Go through the data line by line from the top, retyping each exactly, and end with the line that contains "logged and dropped.".
┏━━
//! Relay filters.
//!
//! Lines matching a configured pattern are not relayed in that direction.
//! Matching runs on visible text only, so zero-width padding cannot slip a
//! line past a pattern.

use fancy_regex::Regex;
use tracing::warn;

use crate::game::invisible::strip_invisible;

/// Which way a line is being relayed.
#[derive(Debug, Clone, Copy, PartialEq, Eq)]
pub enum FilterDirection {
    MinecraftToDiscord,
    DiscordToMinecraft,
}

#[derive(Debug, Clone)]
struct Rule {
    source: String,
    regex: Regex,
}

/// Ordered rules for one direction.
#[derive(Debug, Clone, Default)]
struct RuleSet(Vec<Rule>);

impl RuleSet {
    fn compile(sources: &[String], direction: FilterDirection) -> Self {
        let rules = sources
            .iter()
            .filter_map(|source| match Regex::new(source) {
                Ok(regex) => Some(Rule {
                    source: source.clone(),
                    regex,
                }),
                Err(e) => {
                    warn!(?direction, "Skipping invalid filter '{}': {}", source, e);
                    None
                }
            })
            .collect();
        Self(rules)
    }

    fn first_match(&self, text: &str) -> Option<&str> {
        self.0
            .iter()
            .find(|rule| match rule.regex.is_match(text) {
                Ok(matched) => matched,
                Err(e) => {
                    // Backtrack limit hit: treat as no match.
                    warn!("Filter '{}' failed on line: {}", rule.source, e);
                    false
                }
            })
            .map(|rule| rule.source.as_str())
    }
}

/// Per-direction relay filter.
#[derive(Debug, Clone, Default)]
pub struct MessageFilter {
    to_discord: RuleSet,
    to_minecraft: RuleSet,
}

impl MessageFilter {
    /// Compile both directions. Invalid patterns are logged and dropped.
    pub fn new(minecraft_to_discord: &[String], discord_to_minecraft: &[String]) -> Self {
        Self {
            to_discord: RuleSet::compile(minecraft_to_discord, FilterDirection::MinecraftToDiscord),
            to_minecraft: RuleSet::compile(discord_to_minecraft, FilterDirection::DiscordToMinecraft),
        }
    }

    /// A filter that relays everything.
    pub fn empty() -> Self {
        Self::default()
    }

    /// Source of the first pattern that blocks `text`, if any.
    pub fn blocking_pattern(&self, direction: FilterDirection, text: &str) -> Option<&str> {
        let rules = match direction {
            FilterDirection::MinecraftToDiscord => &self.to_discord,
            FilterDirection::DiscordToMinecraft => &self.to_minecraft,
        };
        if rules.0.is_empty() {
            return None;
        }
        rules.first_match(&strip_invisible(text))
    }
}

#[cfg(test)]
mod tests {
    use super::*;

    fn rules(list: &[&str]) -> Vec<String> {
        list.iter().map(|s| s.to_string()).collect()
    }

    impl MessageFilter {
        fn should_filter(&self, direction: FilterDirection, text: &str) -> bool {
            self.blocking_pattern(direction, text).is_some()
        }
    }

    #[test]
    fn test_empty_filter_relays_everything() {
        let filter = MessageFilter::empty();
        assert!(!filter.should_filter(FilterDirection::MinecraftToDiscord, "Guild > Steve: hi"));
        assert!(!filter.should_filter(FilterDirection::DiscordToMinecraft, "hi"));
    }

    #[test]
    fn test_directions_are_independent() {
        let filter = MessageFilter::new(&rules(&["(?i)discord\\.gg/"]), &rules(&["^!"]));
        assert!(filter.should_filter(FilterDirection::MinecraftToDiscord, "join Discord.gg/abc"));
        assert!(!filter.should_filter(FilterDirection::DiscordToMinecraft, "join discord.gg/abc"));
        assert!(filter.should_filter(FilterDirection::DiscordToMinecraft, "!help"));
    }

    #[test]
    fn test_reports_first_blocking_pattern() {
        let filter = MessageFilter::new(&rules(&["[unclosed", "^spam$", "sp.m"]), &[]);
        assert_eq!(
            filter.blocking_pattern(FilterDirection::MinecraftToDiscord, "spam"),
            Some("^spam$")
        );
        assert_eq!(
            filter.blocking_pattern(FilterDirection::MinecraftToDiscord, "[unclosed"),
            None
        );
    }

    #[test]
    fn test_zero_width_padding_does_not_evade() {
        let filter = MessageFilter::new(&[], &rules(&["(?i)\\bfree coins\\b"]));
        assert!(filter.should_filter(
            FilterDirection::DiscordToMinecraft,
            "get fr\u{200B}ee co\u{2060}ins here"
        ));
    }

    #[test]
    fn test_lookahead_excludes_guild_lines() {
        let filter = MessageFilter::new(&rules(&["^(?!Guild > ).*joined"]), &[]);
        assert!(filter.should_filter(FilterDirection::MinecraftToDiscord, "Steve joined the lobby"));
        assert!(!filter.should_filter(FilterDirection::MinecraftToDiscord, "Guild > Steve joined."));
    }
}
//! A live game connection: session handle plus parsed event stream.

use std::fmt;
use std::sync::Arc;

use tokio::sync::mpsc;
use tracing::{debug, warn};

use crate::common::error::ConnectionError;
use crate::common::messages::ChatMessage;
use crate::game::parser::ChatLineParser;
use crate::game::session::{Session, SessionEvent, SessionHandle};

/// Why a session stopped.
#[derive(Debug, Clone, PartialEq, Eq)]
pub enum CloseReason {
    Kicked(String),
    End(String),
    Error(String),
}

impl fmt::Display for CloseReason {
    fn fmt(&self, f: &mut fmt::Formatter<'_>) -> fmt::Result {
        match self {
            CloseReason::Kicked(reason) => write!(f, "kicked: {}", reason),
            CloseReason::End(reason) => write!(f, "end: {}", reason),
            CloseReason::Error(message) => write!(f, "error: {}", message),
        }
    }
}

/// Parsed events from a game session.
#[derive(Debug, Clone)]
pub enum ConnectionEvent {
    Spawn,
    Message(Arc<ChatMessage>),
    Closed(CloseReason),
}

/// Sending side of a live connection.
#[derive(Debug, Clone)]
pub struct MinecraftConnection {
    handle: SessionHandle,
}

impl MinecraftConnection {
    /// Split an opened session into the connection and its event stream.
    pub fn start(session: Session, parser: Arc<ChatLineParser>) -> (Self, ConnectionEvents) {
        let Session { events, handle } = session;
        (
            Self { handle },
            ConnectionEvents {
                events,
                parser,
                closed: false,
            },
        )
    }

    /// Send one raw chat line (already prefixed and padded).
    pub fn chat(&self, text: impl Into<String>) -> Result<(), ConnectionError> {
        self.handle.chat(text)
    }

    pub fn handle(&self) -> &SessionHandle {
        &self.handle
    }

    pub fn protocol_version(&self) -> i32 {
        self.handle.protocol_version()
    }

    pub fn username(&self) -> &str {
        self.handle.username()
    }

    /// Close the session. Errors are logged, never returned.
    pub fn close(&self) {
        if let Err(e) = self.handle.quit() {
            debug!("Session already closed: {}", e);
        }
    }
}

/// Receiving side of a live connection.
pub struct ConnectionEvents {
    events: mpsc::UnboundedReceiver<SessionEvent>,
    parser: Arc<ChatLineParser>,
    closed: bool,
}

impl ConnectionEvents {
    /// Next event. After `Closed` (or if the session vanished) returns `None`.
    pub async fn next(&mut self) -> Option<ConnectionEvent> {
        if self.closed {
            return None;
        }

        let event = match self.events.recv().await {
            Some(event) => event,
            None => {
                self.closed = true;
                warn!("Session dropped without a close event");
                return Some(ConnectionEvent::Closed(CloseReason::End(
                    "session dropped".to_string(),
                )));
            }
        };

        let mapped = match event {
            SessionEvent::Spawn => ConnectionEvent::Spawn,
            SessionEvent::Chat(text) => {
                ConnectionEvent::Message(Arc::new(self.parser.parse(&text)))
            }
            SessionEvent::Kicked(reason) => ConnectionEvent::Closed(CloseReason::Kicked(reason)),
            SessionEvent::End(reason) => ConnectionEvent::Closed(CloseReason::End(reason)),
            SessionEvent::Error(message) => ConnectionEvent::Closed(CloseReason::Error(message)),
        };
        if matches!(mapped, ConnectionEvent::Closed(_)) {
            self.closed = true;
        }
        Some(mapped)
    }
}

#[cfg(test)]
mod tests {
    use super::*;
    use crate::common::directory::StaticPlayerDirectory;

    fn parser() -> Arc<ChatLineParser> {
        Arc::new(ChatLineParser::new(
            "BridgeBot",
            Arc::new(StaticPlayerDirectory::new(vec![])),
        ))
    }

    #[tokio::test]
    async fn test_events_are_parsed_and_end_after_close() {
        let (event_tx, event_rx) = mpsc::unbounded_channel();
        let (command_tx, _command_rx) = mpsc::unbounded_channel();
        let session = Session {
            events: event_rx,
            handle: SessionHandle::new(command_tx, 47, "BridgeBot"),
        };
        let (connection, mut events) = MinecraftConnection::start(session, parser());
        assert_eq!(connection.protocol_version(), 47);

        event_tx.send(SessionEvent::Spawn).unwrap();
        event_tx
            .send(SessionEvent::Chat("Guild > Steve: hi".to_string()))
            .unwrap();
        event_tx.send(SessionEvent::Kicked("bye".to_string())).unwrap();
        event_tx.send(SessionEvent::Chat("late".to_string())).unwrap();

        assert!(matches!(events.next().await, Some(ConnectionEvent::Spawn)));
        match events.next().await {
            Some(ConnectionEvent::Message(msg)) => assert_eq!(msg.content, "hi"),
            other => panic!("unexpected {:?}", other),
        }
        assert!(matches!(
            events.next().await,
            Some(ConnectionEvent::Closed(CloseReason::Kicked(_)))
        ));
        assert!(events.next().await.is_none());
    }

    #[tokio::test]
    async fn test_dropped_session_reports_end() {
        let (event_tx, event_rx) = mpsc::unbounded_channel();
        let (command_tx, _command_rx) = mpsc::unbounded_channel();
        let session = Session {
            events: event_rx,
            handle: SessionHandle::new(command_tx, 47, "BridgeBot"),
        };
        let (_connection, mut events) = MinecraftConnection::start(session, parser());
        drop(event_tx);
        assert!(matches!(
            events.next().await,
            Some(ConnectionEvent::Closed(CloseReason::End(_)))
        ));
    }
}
┗━━
§ Result for this task:
//! Relay filters.
//!
//! Lines matching a configured pattern are not relayed in that direction.
//! Matching runs on visible text only, so zero-width padding cannot slip a
//! line past a pattern.

use fancy_regex::Regex;
use tracing::warn;

use crate::game::invisible::strip_invisible;

/// Which way a line is being relayed.
#[derive(Debug, Clone, Copy, PartialEq, Eq)]
pub enum FilterDirection {
    MinecraftToDiscord,
    DiscordToMinecraft,
}

#[derive(Debug, Clone)]
struct Rule {
    source: String,
    regex: Regex,
}

/// Ordered rules for one direction.
#[derive(Debug, Clone, Default)]
struct RuleSet(Vec<Rule>);

impl RuleSet {
    fn compile(sources: &[String], direction: FilterDirection) -> Self {
        let rules = sources
            .iter()
            .filter_map(|source| match Regex::new(source) {
                Ok(regex) => Some(Rule {
                    source: source.clone(),
                    regex,
                }),
                Err(e) => {
                    warn!(?direction, "Skipping invalid filter '{}': {}", source, e);
                    None
                }
            })
            .collect();
        Self(rules)
    }

    fn first_match(&self, text: &str) -> Option<&str> {
        self.0
            .iter()
            .find(|rule| match rule.regex.is_match(text) {
                Ok(matched) => matched,
                Err(e) => {
                    // Backtrack limit hit: treat as no match.
                    warn!("Filter '{}' failed on line: {}", rule.source, e);
                    false
                }
            })
            .map(|rule| rule.source.as_str())
    }
}

/// Per-direction relay filter.
#[derive(Debug, Clone, Default)]
pub struct MessageFilter {
    to_discord: RuleSet,
    to_minecraft: RuleSet,
}

impl MessageFilter {
    /// Compile both directions. Invalid patterns are logged and dropped.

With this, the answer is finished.